## YOUR ASSIGNMENT
Copy out each line of the entries below in which the string "wake" appears.

## RECORDS FOR PROCESSING
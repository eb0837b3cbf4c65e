//! Background payload polling.
//!
//! A [`Poller`] owns a tokio task that fetches from a [`Source`] on a fixed
//! cadence and reports each outcome as a [`FeedEvent`]. The task lives
//! exactly as long as the `Poller`: dropping it aborts the task, on every
//! exit path of the owner.

use std::sync::Arc;
use std::time::Duration;

use headway_protocol::ScreenData;
use rand::Rng;
use tokio::sync::{Notify, mpsc};
use tokio::task::JoinHandle;
use tracing::{debug, warn};

use crate::cache::PayloadCache;
use crate::source::Source;

/// The outcome of one poll.
#[derive(Debug, Clone, PartialEq)]
pub enum FeedEvent {
    /// A fresh payload arrived.
    Payload(Box<ScreenData>),
    /// The fetch failed.
    Failed {
        /// Stable grouping key for the failure.
        signature: String,
        /// Human-readable description.
        message: String,
    },
}

/// Polling cadence.
#[derive(Debug, Clone, Copy, PartialEq, Eq)]
pub struct Schedule {
    /// Time between polls.
    pub interval: Duration,
    /// Upper bound on the random delay added to each wait.
    pub max_jitter: Duration,
}

impl Schedule {
    /// A schedule without jitter.
    #[must_use]
    pub const fn every(interval: Duration) -> Self {
        Self {
            interval,
            max_jitter: Duration::ZERO,
        }
    }

    /// Returns the next wait, including jitter.
    fn next_wait(&self) -> Duration {
        let max_ms = u64::try_from(self.max_jitter.as_millis()).unwrap_or(u64::MAX);
        if max_ms == 0 {
            return self.interval;
        }
        self.interval + Duration::from_millis(rand::thread_rng().gen_range(0..max_ms))
    }
}

/// A running poll loop.
///
/// # Examples
///
/// ```no_run
/// use std::time::Duration;
/// use headway_feed::{FeedEvent, Poller, Schedule, Source};
/// use headway_protocol::dummy::dummy_screen;
///
/// # async fn example() {
/// let (tx, mut rx) = tokio::sync::mpsc::unbounded_channel();
/// let source = Source::Static(Box::new(dummy_screen()));
/// let _poller = Poller::spawn(source, Schedule::every(Duration::from_secs(15)), None, tx);
///
/// if let Some(FeedEvent::Payload(screen)) = rx.recv().await {
///     println!("got {}", screen.screen_id);
/// }
/// # }
/// ```
#[derive(Debug)]
pub struct Poller {
    handle: JoinHandle<()>,
    refresh: Arc<Notify>,
}

impl Poller {
    /// Starts polling `source`, fetching immediately and then on `schedule`.
    ///
    /// Successful payloads are stored in `cache` when one is given. The loop
    /// ends when the receiving side of `tx` is dropped.
    ///
    /// Must be called from within a tokio runtime.
    #[must_use]
    pub fn spawn(
        source: Source,
        schedule: Schedule,
        cache: Option<PayloadCache>,
        tx: mpsc::UnboundedSender<FeedEvent>,
    ) -> Self {
        let refresh = Arc::new(Notify::new());
        let wake = Arc::clone(&refresh);

        let handle = tokio::spawn(async move {
            let key = source.cache_key();
            loop {
                let event = match source.fetch().await {
                    Ok(screen) => {
                        if let Some(cache) = &cache
                            && let Err(e) = cache.save(&key, &screen)
                        {
                            warn!(error = %e, "failed to cache screen");
                        }
                        FeedEvent::Payload(Box::new(screen))
                    }
                    Err(e) => FeedEvent::Failed {
                        signature: e.signature(),
                        message: e.to_string(),
                    },
                };

                if tx.send(event).is_err() {
                    debug!("feed receiver dropped, stopping poller");
                    break;
                }

                tokio::select! {
                    () = tokio::time::sleep(schedule.next_wait()) => {}
                    () = wake.notified() => debug!("refresh requested"),
                }
            }
        });

        Self { handle, refresh }
    }

    /// Fetches now instead of waiting for the next scheduled poll.
    pub fn refresh(&self) {
        self.refresh.notify_one();
    }

    /// Returns `true` once the poll loop has ended.
    #[must_use]
    pub fn is_finished(&self) -> bool {
        self.handle.is_finished()
    }
}

impl Drop for Poller {
    fn drop(&mut self) {
        self.handle.abort();
    }
}
//! Data epochs and content identity tokens.
//!
//! Every fitting session is keyed by an [`IdentityToken`]. When the token
//! changes, the session forgets its progress and starts over from the most
//! detailed presentation. Tokens combine the data [`Epoch`], which advances
//! on every successful fetch, with a key describing what the region shows.
//!
//! Re-renders caused by the fitting itself must not change the token, or a
//! session would never settle. Keys should therefore be derived from the
//! payload, never from fitting state.

use std::collections::hash_map::DefaultHasher;
use std::hash::{Hash, Hasher};

/// A counter that advances whenever new upstream data arrives.
#[derive(Debug, Clone, Copy, PartialEq, Eq, PartialOrd, Ord, Hash, Default)]
pub struct Epoch(u64);

impl Epoch {
    /// The epoch before any data has been received.
    pub const ZERO: Self = Self(0);

    /// Returns the following epoch.
    ///
    /// # Examples
    ///
    /// ```
    /// use headway_fit::Epoch;
    ///
    /// assert_eq!(Epoch::ZERO.next().get(), 1);
    /// ```
    #[must_use]
    pub const fn next(self) -> Self {
        Self(self.0.wrapping_add(1))
    }

    /// Returns the raw counter value.
    #[must_use]
    pub const fn get(self) -> u64 {
        self.0
    }
}

/// An opaque value identifying the content a region is showing.
///
/// # Examples
///
/// ```
/// use headway_fit::{Epoch, IdentityToken};
///
/// let a = IdentityToken::of(Epoch::ZERO, "alert-1");
/// assert_eq!(a, IdentityToken::of(Epoch::ZERO, "alert-1"));
/// assert_ne!(a, IdentityToken::of(Epoch::ZERO.next(), "alert-1"));
/// assert_ne!(a, IdentityToken::of(Epoch::ZERO, "alert-2"));
/// ```
#[derive(Debug, Clone, Copy, PartialEq, Eq, Hash)]
pub struct IdentityToken(u64);

impl IdentityToken {
    /// Derives a token from the data epoch and a content key.
    #[must_use]
    pub fn of<K: Hash + ?Sized>(epoch: Epoch, key: &K) -> Self {
        let mut hasher = DefaultHasher::new();
        epoch.hash(&mut hasher);
        key.hash(&mut hasher);
        Self(hasher.finish())
    }
}

#[cfg(test)]
mod tests {
    use super::*;

    #[test]
    fn token_is_stable_for_same_input() {
        let epoch = Epoch::ZERO.next().next();
        let key = ("departures", 3_usize);
        assert_eq!(IdentityToken::of(epoch, &key), IdentityToken::of(epoch, &key));
    }

    #[test]
    fn epoch_wraps() {
        assert_eq!(Epoch(u64::MAX).next(), Epoch::ZERO);
    }
}
//! Payload refresh interval configuration.
//!
//! The sign polls its screen endpoint on a fixed cadence. Every successful
//! poll starts a new data epoch, which restarts fitting for the whole screen,
//! so the interval trades freshness of predictions against layout churn.
//!
//! When `jitter` is enabled each wait is stretched by up to a tenth of the
//! interval, so a fleet of signs restarted together does not poll in lockstep.

use std::time::Duration;

use serde::{Deserialize, Serialize};

/// Default polling interval (15 seconds).
pub const DEFAULT_POLLING_INTERVAL: u32 = 15;

/// Minimum allowed polling interval (5 seconds).
pub const MIN_POLLING_INTERVAL: u32 = 5;

/// Maximum allowed polling interval (5 minutes).
pub const MAX_POLLING_INTERVAL: u32 = 300;

/// Configuration for polling behavior.
///
/// # Examples
///
/// ```
/// use headway_config::PollingConfig;
///
/// let config = PollingConfig::default();
/// assert_eq!(config.interval_secs, 15);
/// assert!(config.jitter);
///
/// let config = PollingConfig::fixed(30);
/// assert_eq!(config.interval().as_secs(), 30);
/// assert!(!config.jitter);
/// ```
#[derive(Debug, Clone, PartialEq, Eq, Serialize, Deserialize)]
pub struct PollingConfig {
    /// The polling interval in seconds.
    #[serde(default = "default_interval")]
    pub interval_secs: u32,

    /// Whether to spread polls with a small random delay.
    #[serde(default = "default_jitter")]
    pub jitter: bool,
}

fn default_interval() -> u32 {
    DEFAULT_POLLING_INTERVAL
}

fn default_jitter() -> bool {
    true
}

impl Default for PollingConfig {
    fn default() -> Self {
        Self {
            interval_secs: DEFAULT_POLLING_INTERVAL,
            jitter: true,
        }
    }
}

impl PollingConfig {
    /// Creates a polling configuration with the given interval and jitter.
    ///
    /// # Examples
    ///
    /// ```
    /// use headway_config::PollingConfig;
    ///
    /// let config = PollingConfig::with_interval(30);
    /// assert_eq!(config.interval_secs, 30);
    /// assert!(config.jitter);
    /// ```
    #[must_use]
    pub fn with_interval(interval_secs: u32) -> Self {
        Self {
            interval_secs,
            jitter: true,
        }
    }

    /// Creates a polling configuration without jitter.
    #[must_use]
    pub fn fixed(interval_secs: u32) -> Self {
        Self {
            interval_secs,
            jitter: false,
        }
    }

    /// Returns the interval as a [`Duration`].
    #[must_use]
    pub fn interval(&self) -> Duration {
        Duration::from_secs(u64::from(self.interval_secs))
    }

    /// Returns the largest extra delay jitter may add to one wait.
    ///
    /// # Examples
    ///
    /// ```
    /// use std::time::Duration;
    /// use headway_config::PollingConfig;
    ///
    /// assert_eq!(PollingConfig::with_interval(20).max_jitter(), Duration::from_secs(2));
    /// assert_eq!(PollingConfig::fixed(20).max_jitter(), Duration::ZERO);
    /// ```
    #[must_use]
    pub fn max_jitter(&self) -> Duration {
        if self.jitter {
            self.interval() / 10
        } else {
            Duration::ZERO
        }
    }

    /// Validates the polling configuration.
    ///
    /// # Errors
    ///
    /// Returns [`ConfigError::InvalidPollingInterval`](crate::ConfigError::InvalidPollingInterval)
    /// if the interval is outside
    /// [`MIN_POLLING_INTERVAL`]`..=`[`MAX_POLLING_INTERVAL`] seconds.
    ///
    /// # Examples
    ///
    /// ```
    /// use headway_config::PollingConfig;
    ///
    /// assert!(PollingConfig::with_interval(15).validate().is_ok());
    /// assert!(PollingConfig::with_interval(1).validate().is_err());
    /// assert!(PollingConfig::with_interval(600).validate().is_err());
    /// ```
    pub fn validate(&self) -> crate::Result<()> {
        if !(MIN_POLLING_INTERVAL..=MAX_POLLING_INTERVAL).contains(&self.interval_secs) {
            return Err(crate::ConfigError::InvalidPollingInterval {
                reason: format!(
                    "interval {} is outside {MIN_POLLING_INTERVAL}..={MAX_POLLING_INTERVAL} seconds",
                    self.interval_secs
                ),
            });
        }
        Ok(())
    }
}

## OUTPUT
        let wake = Arc::clone(&refresh);
                    () = wake.notified() => debug!("refresh requested"),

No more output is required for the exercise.